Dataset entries
-----
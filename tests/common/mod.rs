//! Shared utilities for runtime integration tests.

use std::net::SocketAddr;

use alb_bridge::adapter::{Adapter, Handler};
use alb_bridge::config::RuntimeConfig;
use alb_bridge::runtime::InvokeServer;
use tokio::net::TcpListener;
use tokio::sync::oneshot;

/// Running runtime; dropping it shuts the server down.
pub struct TestRuntime {
    pub addr: SocketAddr,
    _shutdown: oneshot::Sender<()>,
}

impl TestRuntime {
    pub fn url(&self, path: &str) -> String {
        format!("http://{}{}", self.addr, path)
    }
}

/// Start a runtime around `adapter` on an ephemeral port.
pub async fn start_runtime<H: Handler + 'static>(adapter: Adapter<H>) -> TestRuntime {
    start_runtime_with(adapter, RuntimeConfig::default()).await
}

#[allow(dead_code)]
pub async fn start_runtime_with<H: Handler + 'static>(adapter: Adapter<H>, config: RuntimeConfig) -> TestRuntime {
    let listener = TcpListener::bind("127.0.0.1:0").await.unwrap();
    let addr = listener.local_addr().unwrap();
    let (tx, rx) = oneshot::channel::<()>();

    let server = InvokeServer::new(adapter, config);
    tokio::spawn(async move {
        let _ = server
            .run_until(listener, async {
                let _ = rx.await;
            })
            .await;
    });

    TestRuntime { addr, _shutdown: tx }
}

pub fn client() -> reqwest::Client {
    reqwest::Client::builder()
        .pool_max_idle_per_host(0)
        .no_proxy()
        .build()
        .unwrap()
}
-----
> **Problem description**
Reproduce the records exactly as they appear.

> **Finished task**
filename tests/common/mod.rs
//! Shared utilities for runtime integration tests.

use std::net::SocketAddr;

use alb_bridge::adapter::{Adapter, Handler};
use alb_bridge::config::RuntimeConfig;
use alb_bridge::runtime::InvokeServer;
use tokio::net::TcpListener;
use tokio::sync::oneshot;

/// Running runtime; dropping it shuts the server down.
pub struct TestRuntime {
    pub addr: SocketAddr,
    _shutdown: oneshot::Sender<()>,
}

impl TestRuntime {
    pub fn url(&self, path: &str) -> String {
        format!("http://{}{}", self.addr, path)
    }
}

/// Start a runtime around `adapter` on an ephemeral port.
pub async fn start_runtime<H: Handler + 'static>(adapter: Adapter<H>) -> TestRuntime {
    start_runtime_with(adapter, RuntimeConfig::default()).await
}

#[allow(dead_code)]
pub async fn start_runtime_with<H: Handler + 'static>(adapter: Adapter<H>, config: RuntimeConfig) -> TestRuntime {
    let listener = TcpListener::bind("127.0.0.1:0").await.unwrap();
    let addr = listener.local_addr().unwrap();
    let (tx, rx) = oneshot::channel::<()>();

    let server = InvokeServer::new(adapter, config);
    tokio::spawn(async move {
        let _ = server
            .run_until(listener, async {
                let _ = rx.await;
            })
            .await;
    });

    TestRuntime { addr, _shutdown: tx }
}

pub fn client() -> reqwest::Client {
    reqwest::Client::builder()
        .pool_max_idle_per_host(0)
        .no_proxy()
        .build()
        .unwrap()
}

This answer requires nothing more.